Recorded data
/---

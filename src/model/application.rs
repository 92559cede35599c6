//! Leave applications and their lifecycle states.

use chrono::{DateTime, NaiveDate, Utc};
use serde::{Deserialize, Serialize};
use strum_macros::{Display, EnumString};
use utoipa::ToSchema;

#[derive(
    Debug, Clone, Copy, PartialEq, Eq, Serialize, Deserialize, Display, EnumString, ToSchema,
)]
#[serde(rename_all = "snake_case")]
#[strum(serialize_all = "snake_case")]
pub enum LeaveStatus {
    Pending,
    Approved,
    Rejected,
    Cancelled,
}

impl LeaveStatus {
    /// Rejected and cancelled are terminal; no transition leaves them.
    pub fn is_terminal(self) -> bool {
        matches!(self, LeaveStatus::Rejected | LeaveStatus::Cancelled)
    }
}

#[derive(
    Debug, Clone, Copy, PartialEq, Eq, Serialize, Deserialize, Display, EnumString, ToSchema,
)]
#[serde(rename_all = "snake_case")]
#[strum(serialize_all = "snake_case")]
pub enum DurationType {
    FullDay,
    HalfDay,
    MultipleDays,
}

#[derive(Debug, Clone, Serialize, Deserialize, ToSchema)]
pub struct LeaveApplication {
    #[schema(example = 1)]
    pub id: u64,
    #[schema(example = 1000)]
    pub employee_id: u64,
    #[schema(example = 1)]
    pub leave_type_id: u64,
    #[schema(example = "2025-03-10", value_type = String, format = "date")]
    pub from_date: NaiveDate,
    #[schema(example = "2025-03-12", value_type = String, format = "date")]
    pub to_date: NaiveDate,
    pub duration_type: DurationType,
    /// Always recomputed server-side; client-supplied values are ignored.
    #[schema(example = 3.0)]
    pub number_of_days: f64,
    pub reason: String,
    pub contact_phone: Option<String>,
    pub contact_email: Option<String>,
    /// Opaque reference into the document store.
    pub attachment: Option<String>,
    pub status: LeaveStatus,
    /// Next approval level awaiting sign-off (1-based).
    pub current_approval_level: u8,
    pub approver_note: Option<String>,
    pub approved_by: Option<u64>,
    #[schema(value_type = Option<String>, format = "date-time")]
    pub approved_at: Option<DateTime<Utc>>,
    #[schema(value_type = Option<String>, format = "date-time")]
    pub recalled_at: Option<DateTime<Utc>>,
    pub recall_reason: Option<String>,
    #[schema(value_type = String, format = "date-time")]
    pub created_at: DateTime<Utc>,
}

impl LeaveApplication {
    /// Interval intersection test used by the duplicate-range guard.
    pub fn overlaps(&self, from: NaiveDate, to: NaiveDate) -> bool {
        self.from_date <= to && self.to_date >= from
    }

    /// Only live applications block new submissions for the same range.
    pub fn blocks_overlap(&self) -> bool {
        matches!(self.status, LeaveStatus::Pending | LeaveStatus::Approved)
    }
}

\---

What you are asked to do:
Starting at the first line and ending at the last, retype the entries above.

Response to the task:
filename src/model/application.rs
repository 92559cede35599c6
//! Leave applications and their lifecycle states.

use chrono::{DateTime, NaiveDate, Utc};
use serde::{Deserialize, Serialize};
use strum_macros::{Display, EnumString};
use utoipa::ToSchema;

#[derive(
    Debug, Clone, Copy, PartialEq, Eq, Serialize, Deserialize, Display, EnumString, ToSchema,
)]
#[serde(rename_all = "snake_case")]
#[strum(serialize_all = "snake_case")]
pub enum LeaveStatus {
    Pending,
    Approved,
    Rejected,
    Cancelled,
}

impl LeaveStatus {
    /// Rejected and cancelled are terminal; no transition leaves them.
    pub fn is_terminal(self) -> bool {
        matches!(self, LeaveStatus::Rejected | LeaveStatus::Cancelled)
    }
}

#[derive(
    Debug, Clone, Copy, PartialEq, Eq, Serialize, Deserialize, Display, EnumString, ToSchema,
)]
#[serde(rename_all = "snake_case")]
#[strum(serialize_all = "snake_case")]
pub enum DurationType {
    FullDay,
    HalfDay,
    MultipleDays,
}

#[derive(Debug, Clone, Serialize, Deserialize, ToSchema)]
pub struct LeaveApplication {
    #[schema(example = 1)]
    pub id: u64,
    #[schema(example = 1000)]
    pub employee_id: u64,
    #[schema(example = 1)]
    pub leave_type_id: u64,
    #[schema(example = "2025-03-10", value_type = String, format = "date")]
    pub from_date: NaiveDate,
    #[schema(example = "2025-03-12", value_type = String, format = "date")]
    pub to_date: NaiveDate,
    pub duration_type: DurationType,
    /// Always recomputed server-side; client-supplied values are ignored.
    #[schema(example = 3.0)]
    pub number_of_days: f64,
    pub reason: String,
    pub contact_phone: Option<String>,
    pub contact_email: Option<String>,
    /// Opaque reference into the document store.
    pub attachment: Option<String>,
    pub status: LeaveStatus,
    /// Next approval level awaiting sign-off (1-based).
    pub current_approval_level: u8,
    pub approver_note: Option<String>,
    pub approved_by: Option<u64>,
    #[schema(value_type = Option<String>, format = "date-time")]
    pub approved_at: Option<DateTime<Utc>>,
    #[schema(value_type = Option<String>, format = "date-time")]
    pub recalled_at: Option<DateTime<Utc>>,
    pub recall_reason: Option<String>,
    #[schema(value_type = String, format = "date-time")]
    pub created_at: DateTime<Utc>,
}

impl LeaveApplication {
    /// Interval intersection test used by the duplicate-range guard.
    pub fn overlaps(&self, from: NaiveDate, to: NaiveDate) -> bool {
        self.from_date <= to && self.to_date >= from
    }

    /// Only live applications block new submissions for the same range.
    pub fn blocks_overlap(&self) -> bool {
        matches!(self.status, LeaveStatus::Pending | LeaveStatus::Approved)
    }
}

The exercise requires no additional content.